(Dataset entries)
★ ★ ★ ★ ★ ★ ★

#![forbid(unsafe_code)]

//! Terminal session lifecycle.
//!
//! [`TerminalSession`] enters raw mode on construction, optionally switches to
//! the alternate screen and enables mouse capture, and restores everything in
//! reverse order when dropped (including on panic, via a process-wide hook).

use std::io::{self, Write};
use std::sync::OnceLock;
use std::time::Duration;

use crate::event::Event;

/// Terminal feature toggles for a session.
#[derive(Debug, Clone, Default)]
pub struct SessionOptions {
    /// Switch to the alternate screen buffer, preserving scrollback.
    pub alternate_screen: bool,

    /// Report mouse buttons and motion (needed for hover tracking).
    pub mouse_capture: bool,

    /// Report focus gained/lost.
    pub focus_events: bool,
}

/// A terminal session that manages raw mode and cleanup.
///
/// Only one session should exist at a time. Each optional mode has an
/// `_enabled` flag so cleanup only disables what was actually enabled.
#[derive(Debug)]
pub struct TerminalSession {
    options: SessionOptions,
    alternate_screen_enabled: bool,
    mouse_enabled: bool,
    focus_events_enabled: bool,
}

impl TerminalSession {
    /// Enter raw mode and enable the requested features.
    ///
    /// # Errors
    ///
    /// Returns an error if raw mode or any requested mode cannot be enabled.
    pub fn new(options: SessionOptions) -> io::Result<Self> {
        install_panic_hook();

        crossterm::terminal::enable_raw_mode()?;
        #[cfg(feature = "tracing")]
        tracing::info!("terminal raw mode enabled");

        let mut session = Self {
            options: options.clone(),
            alternate_screen_enabled: false,
            mouse_enabled: false,
            focus_events_enabled: false,
        };

        let mut stdout = io::stdout();

        if options.alternate_screen {
            crossterm::execute!(
                stdout,
                crossterm::terminal::EnterAlternateScreen,
                crossterm::terminal::Clear(crossterm::terminal::ClearType::All),
                crossterm::cursor::MoveTo(0, 0),
                crossterm::cursor::Hide
            )?;
            session.alternate_screen_enabled = true;
            #[cfg(feature = "tracing")]
            tracing::info!("alternate screen enabled");
        }

        if options.mouse_capture {
            crossterm::execute!(stdout, crossterm::event::EnableMouseCapture)?;
            session.mouse_enabled = true;
            #[cfg(feature = "tracing")]
            tracing::info!("mouse capture enabled");
        }

        if options.focus_events {
            crossterm::execute!(stdout, crossterm::event::EnableFocusChange)?;
            session.focus_events_enabled = true;
            #[cfg(feature = "tracing")]
            tracing::info!("focus events enabled");
        }

        Ok(session)
    }

    /// Get the current terminal size (columns, rows).
    ///
    /// Never reports less than 2x2, so buffer allocation downstream stays valid.
    pub fn size(&self) -> io::Result<(u16, u16)> {
        let (w, h) = crossterm::terminal::size()?;
        Ok((w.max(2), h.max(2)))
    }

    /// Poll for an event with a timeout.
    pub fn poll_event(&self, timeout: Duration) -> io::Result<bool> {
        crossterm::event::poll(timeout)
    }

    /// Read the next event, mapped to the canonical [`Event`] type.
    ///
    /// Returns `Ok(None)` for terminal events that have no canonical form.
    pub fn read_event(&self) -> io::Result<Option<Event>> {
        let event = crossterm::event::read()?;
        Ok(Event::from_crossterm(event))
    }

    /// Whether mouse capture is currently enabled for this session.
    #[must_use]
    pub fn mouse_capture_enabled(&self) -> bool {
        self.mouse_enabled
    }

    /// Options this session was created with.
    #[must_use]
    pub fn options(&self) -> &SessionOptions {
        &self.options
    }

    fn cleanup(&mut self) {
        let mut stdout = io::stdout();

        // Disable features in reverse order of enabling
        if self.focus_events_enabled {
            let _ = crossterm::execute!(stdout, crossterm::event::DisableFocusChange);
            self.focus_events_enabled = false;
        }

        if self.mouse_enabled {
            let _ = crossterm::execute!(stdout, crossterm::event::DisableMouseCapture);
            self.mouse_enabled = false;
        }

        let _ = crossterm::execute!(stdout, crossterm::cursor::Show);

        if self.alternate_screen_enabled {
            let _ = crossterm::execute!(stdout, crossterm::terminal::LeaveAlternateScreen);
            self.alternate_screen_enabled = false;
        }

        // Exit raw mode last
        let _ = crossterm::terminal::disable_raw_mode();
        #[cfg(feature = "tracing")]
        tracing::info!("terminal restored");

        let _ = stdout.flush();
    }
}

impl Drop for TerminalSession {
    fn drop(&mut self) {
        self.cleanup();
    }
}

fn install_panic_hook() {
    static HOOK: OnceLock<()> = OnceLock::new();
    HOOK.get_or_init(|| {
        let previous = std::panic::take_hook();
        std::panic::set_hook(Box::new(move |info| {
            best_effort_cleanup();
            previous(info);
        }));
    });
}

/// Restore the terminal without a session handle.
///
/// Used on panic paths where the session's `Drop` may not run before the
/// panic message is printed.
pub fn best_effort_cleanup() {
    let mut stdout = io::stdout();
    let _ = crossterm::execute!(
        stdout,
        crossterm::event::DisableMouseCapture,
        crossterm::cursor::Show,
        crossterm::terminal::LeaveAlternateScreen
    );
    let _ = crossterm::terminal::disable_raw_mode();
    let _ = stdout.flush();
}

★ ★ ★ ★ ★ ★ ★

◆ **TASK REQUIREMENTS**
Restate verbatim all lines from the start of the data through the line containing "buffer, preserving scrollback.", with both ends kept.

◆ **ANSWER TO THIS PROBLEM**
#![forbid(unsafe_code)]

//! Terminal session lifecycle.
//!
//! [`TerminalSession`] enters raw mode on construction, optionally switches to
//! the alternate screen and enables mouse capture, and restores everything in
//! reverse order when dropped (including on panic, via a process-wide hook).

use std::io::{self, Write};
use std::sync::OnceLock;
use std::time::Duration;

use crate::event::Event;

/// Terminal feature toggles for a session.
#[derive(Debug, Clone, Default)]
pub struct SessionOptions {
    /// Switch to the alternate screen buffer, preserving scrollback.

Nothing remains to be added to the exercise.